4. The strength detecting device for ceramic tube production according to claim 1, wherein: the crashworthiness detects structure (3) includes fixing base (311), fixing base (311) fixed connection is in workstation (217) upper end, inside striking pole (312) of having inserted of fixing base (311), the one end that fixing base (311) was kept away from to striking pole (312) is the arc structure, striking pole (312) are inserted and are established in inside one end fixedly connected with spring (313) of fixing base (311), one end fixedly connected with at fixing base (311) inner wall that striking pole (312) was kept away from to spring (313), striking pole (312) upper end fixedly connected with pull rod (314).

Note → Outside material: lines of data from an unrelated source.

use std::sync::Arc;

use pixels::{Pixels, SurfaceTexture};
use thiserror::Error;
use winit::dpi::LogicalSize;
use winit::window::Window;

use crate::config::{Color, INTERNAL_HEIGHT, INTERNAL_WIDTH};

/// Broadcast standard reported by the host; decides the available
/// resolutions.
#[derive(Debug, Clone, Copy, PartialEq, Eq)]
pub enum TvStandard {
    Pal,
    Ntsc,
}

impl TvStandard {
    /// Query the environment once at startup. Anything that is not PAL is
    /// treated as NTSC, matching the hardware query this stands in for.
    pub fn detect() -> Self {
        match std::env::var("TV_STANDARD") {
            Ok(value) if value.eq_ignore_ascii_case("pal") => TvStandard::Pal,
            _ => TvStandard::Ntsc,
        }
    }
}

/// Scanline handling of a video mode. `Half` only survives as mode
/// metadata on the desktop; it selects the high-resolution geometry.
#[derive(Debug, Clone, Copy, PartialEq, Eq)]
pub enum Interlace {
    Off,
    Half,
}

/// One selectable video mode. Always 32-bit color, double buffered, no
/// gamma correction, no filtering.
#[derive(Debug, Clone, Copy, PartialEq, Eq)]
pub struct Resolution {
    pub width: u32,
    pub height: u32,
    pub interlace: Interlace,
}

/// The two modes a standard offers: low-res progressive and high-res
/// interlaced.
#[derive(Debug, Clone, Copy, PartialEq, Eq)]
pub struct VideoModes {
    pub lo_res: Resolution,
    pub hi_res: Resolution,
}

impl VideoModes {
    pub fn for_standard(standard: TvStandard) -> Self {
        match standard {
            TvStandard::Pal => Self {
                lo_res: Resolution {
                    width: 320,
                    height: 288,
                    interlace: Interlace::Off,
                },
                hi_res: Resolution {
                    width: 640,
                    height: 576,
                    interlace: Interlace::Half,
                },
            },
            TvStandard::Ntsc => Self {
                lo_res: Resolution {
                    width: 320,
                    height: 240,
                    interlace: Interlace::Off,
                },
                hi_res: Resolution {
                    width: 640,
                    height: 480,
                    interlace: Interlace::Half,
                },
            },
        }
    }
}

/// Per-axis multiplier from the logical 320x240 canvas to framebuffer
/// coordinates. Recomputed with every mode change, never in between.
#[derive(Debug, Clone, Copy, PartialEq)]
pub struct ScreenScale {
    pub x: f32,
    pub y: f32,
}

impl ScreenScale {
    pub const IDENTITY: Self = Self { x: 1.0, y: 1.0 };

    pub fn from_framebuffer(width: u32, height: u32) -> Self {
        Self {
            x: width as f32 / INTERNAL_WIDTH,
            y: height as f32 / INTERNAL_HEIGHT,
        }
    }

    pub fn map_x(&self, x: f32) -> f32 {
        x * self.x
    }

    pub fn map_y(&self, y: f32) -> f32 {
        y * self.y
    }
}

/// Bright/dark drawing pair, reselected on every mode change.
#[derive(Debug, Clone, Copy, PartialEq, Eq)]
pub struct Palette {
    pub bright: Color,
    pub dark: Color,
}

impl Palette {
    /// Green in interlaced mode, red otherwise.
    pub fn for_interlace(interlaced: bool) -> Self {
        if interlaced {
            Self {
                bright: Color::new(0, 255, 0, 255),
                dark: Color::new(0, 60, 0, 255),
            }
        } else {
            Self {
                bright: Color::new(255, 0, 0, 255),
                dark: Color::new(60, 0, 0, 255),
            }
        }
    }
}

#[derive(Debug, Error)]
pub enum DisplayError {
    #[error("video output failed: {0}")]
    Backend(#[from] pixels::Error),
    #[error("display reopened while still active")]
    AlreadyOpen,
    #[error("display used before it was opened")]
    NotOpen,
}

/// Video output lifecycle. `close` drains outstanding rendering work
/// before releasing the output; `open` on an active display is an error,
/// the caller must close first.
pub trait DisplayService {
    fn open(&mut self, mode: Resolution) -> Result<(), DisplayError>;
    fn close(&mut self);
    fn is_open(&self) -> bool;
    /// Dimensions of the active mode's framebuffer, or `(0, 0)` while the
    /// display is closed.
    fn framebuffer_size(&self) -> (u32, u32);
}

/// Owns the mode table for the detected standard and drives a display
/// through mode changes.
#[derive(Debug, Clone)]
pub struct DisplayModeManager {
    modes: VideoModes,
}

impl DisplayModeManager {
    pub fn new(standard: TvStandard) -> Self {
        log::info!("TV standard is {standard:?}");
        Self {
            modes: VideoModes::for_standard(standard),
        }
    }

    pub fn mode_for(&self, interlaced: bool) -> Resolution {
        if interlaced {
            self.modes.hi_res
        } else {
            self.modes.lo_res
        }
    }

    /// Switch the display to the mode selected by `interlaced` and return
    /// the screen scale and palette that go with it.
    ///
    /// An already-open output is drained and closed before the new mode is
    /// opened; the two-step order is the one lifecycle rule in the system.
    pub fn apply<D: DisplayService>(
        &self,
        display: &mut D,
        interlaced: bool,
    ) -> Result<(ScreenScale, Palette), DisplayError> {
        if display.is_open() {
            display.close();
        }
        let mode = self.mode_for(interlaced);
        display.open(mode)?;

        let (width, height) = display.framebuffer_size();
        let scale = ScreenScale::from_framebuffer(width, height);
        let palette = Palette::for_interlace(interlaced);
        log::info!("resolution: {width}x{height} ({}:{})", scale.x, scale.y);
        Ok((scale, palette))
    }
}

/// Production display backed by a winit window and a `pixels` framebuffer.
///
/// Dropping the `Pixels` instance flushes outstanding GPU work and releases
/// the surface, which is the teardown `close` relies on.
pub struct PixelsDisplay {
    window: Arc<Window>,
    gpu: Option<Pixels<'static>>,
    mode: Option<Resolution>,
}

impl PixelsDisplay {
    pub fn new(window: Arc<Window>) -> Self {
        Self {
            window,
            gpu: None,
            mode: None,
        }
    }

    pub fn frame_mut(&mut self) -> Result<&mut [u8], DisplayError> {
        self.gpu
            .as_mut()
            .map(|gpu| gpu.frame_mut())
            .ok_or(DisplayError::NotOpen)
    }

    /// Present the current frame. Blocks until the surface accepts it.
    pub fn present(&mut self) -> Result<(), DisplayError> {
        let gpu = self.gpu.as_mut().ok_or(DisplayError::NotOpen)?;
        gpu.render()?;
        Ok(())
    }

    /// Track window-manager resizes of the backing surface. The framebuffer
    /// keeps the mode's dimensions; only the surface scales.
    pub fn resize_surface(&mut self, width: u32, height: u32) {
        if let Some(gpu) = self.gpu.as_mut() {
            let _ = gpu.resize_surface(width, height);
        }
    }
}

impl DisplayService for PixelsDisplay {
    fn open(&mut self, mode: Resolution) -> Result<(), DisplayError> {
        if self.gpu.is_some() {
            return Err(DisplayError::AlreadyOpen);
        }
        let _ = self
            .window
            .request_inner_size(LogicalSize::new(mode.width as f64, mode.height as f64));
        let surface = SurfaceTexture::new(mode.width, mode.height, self.window.clone());
        self.gpu = Some(Pixels::new(mode.width, mode.height, surface)?);
        self.mode = Some(mode);
        Ok(())
    }

    fn close(&mut self) {
        self.gpu = None;
        self.mode = None;
    }

    fn is_open(&self) -> bool {
        self.gpu.is_some()
    }

    fn framebuffer_size(&self) -> (u32, u32) {
        match self.mode {
            Some(mode) => (mode.width, mode.height),
            None => (0, 0),
        }
    }
}

#[cfg(test)]
mod tests {
    use super::*;

    #[derive(Debug, Clone, Copy, PartialEq, Eq)]
    enum LifecycleEvent {
        Open,
        Close,
    }

    #[derive(Default)]
    struct FakeDisplay {
        mode: Option<Resolution>,
        events: Vec<LifecycleEvent>,
    }

    impl DisplayService for FakeDisplay {
        fn open(&mut self, mode: Resolution) -> Result<(), DisplayError> {
            if self.mode.is_some() {
                return Err(DisplayError::AlreadyOpen);
            }
            self.events.push(LifecycleEvent::Open);
            self.mode = Some(mode);
            Ok(())
        }

        fn close(&mut self) {
            self.events.push(LifecycleEvent::Close);
            self.mode = None;
        }

        fn is_open(&self) -> bool {
            self.mode.is_some()
        }

        fn framebuffer_size(&self) -> (u32, u32) {
            match self.mode {
                Some(mode) => (mode.width, mode.height),
                None => (0, 0),
            }
        }
    }

    #[test]
    fn mode_tables_are_deterministic() {
        assert_eq!(
            VideoModes::for_standard(TvStandard::Pal),
            VideoModes::for_standard(TvStandard::Pal)
        );
        assert_eq!(
            VideoModes::for_standard(TvStandard::Ntsc),
            VideoModes::for_standard(TvStandard::Ntsc)
        );
    }

    #[test]
    fn ntsc_low_res_is_the_logical_canvas() {
        let modes = VideoModes::for_standard(TvStandard::Ntsc);
        assert_eq!(modes.lo_res.width, 320);
        assert_eq!(modes.lo_res.height, 240);
        assert_eq!(modes.lo_res.interlace, Interlace::Off);

        let scale = ScreenScale::from_framebuffer(modes.lo_res.width, modes.lo_res.height);
        assert_eq!(scale, ScreenScale::IDENTITY);
    }

    #[test]
    fn pal_modes_match_the_standard() {
        let modes = VideoModes::for_standard(TvStandard::Pal);
        assert_eq!((modes.lo_res.width, modes.lo_res.height), (320, 288));
        assert_eq!(modes.lo_res.interlace, Interlace::Off);
        assert_eq!((modes.hi_res.width, modes.hi_res.height), (640, 576));
        assert_eq!(modes.hi_res.interlace, Interlace::Half);
    }

    #[test]
    fn apply_closes_before_reopening() {
        let manager = DisplayModeManager::new(TvStandard::Ntsc);
        let mut display = FakeDisplay::default();

        let (scale, palette) = manager.apply(&mut display, false).unwrap();
        assert_eq!(scale, ScreenScale::IDENTITY);
        assert_eq!(palette, Palette::for_interlace(false));
        assert_eq!(display.events, vec![LifecycleEvent::Open]);

        let (scale, palette) = manager.apply(&mut display, true).unwrap();
        assert_eq!(
            display.events,
            vec![
                LifecycleEvent::Open,
                LifecycleEvent::Close,
                LifecycleEvent::Open
            ]
        );
        assert_eq!(display.mode.unwrap().width, 640);
        assert_eq!(display.mode.unwrap().height, 480);
        assert_eq!(display.mode.unwrap().interlace, Interlace::Half);
        assert_eq!(scale.x, 2.0);
        assert_eq!(scale.y, 2.0);
        assert_eq!(palette.bright, Color::new(0, 255, 0, 255));
        assert_eq!(palette.dark, Color::new(0, 60, 0, 255));
    }

    #[test]
    fn closed_display_reports_zero_framebuffer() {
        let mut display = FakeDisplay::default();
        assert_eq!(display.framebuffer_size(), (0, 0));

        let mode = VideoModes::for_standard(TvStandard::Ntsc).lo_res;
        display.open(mode).unwrap();
        assert_eq!(display.framebuffer_size(), (320, 240));

        display.close();
        assert_eq!(display.framebuffer_size(), (0, 0));
    }

    #[test]
    fn opening_an_active_display_is_an_error() {
        let mut display = FakeDisplay::default();
        let mode = VideoModes::for_standard(TvStandard::Ntsc).lo_res;
        display.open(mode).unwrap();
        assert!(matches!(
            display.open(mode),
            Err(DisplayError::AlreadyOpen)
        ));
    }

    #[test]
    fn palette_pairs_follow_the_interlace_flag() {
        let progressive = Palette::for_interlace(false);
        assert_eq!(progressive.bright, Color::new(255, 0, 0, 255));
        assert_eq!(progressive.dark, Color::new(60, 0, 0, 255));

        let interlaced = Palette::for_interlace(true);
        assert_eq!(interlaced.bright, Color::new(0, 255, 0, 255));
        assert_eq!(interlaced.dark, Color::new(0, 60, 0, 255));
    }
}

5. The strength detecting device for ceramic tube production according to claim 4, wherein: scales (316) are arranged on the surface of the fixing seat (311), and a mark block (315) is fixedly connected to the side wall of the pull rod (314).

6. The strength detecting device for ceramic tube production according to claim 4, wherein: the side wall of the striking rod (312) is fixedly connected with a sliding block (317), the sliding block (317) is inserted into a sliding groove (318), and the sliding groove (318) is formed in the fixing seat (311).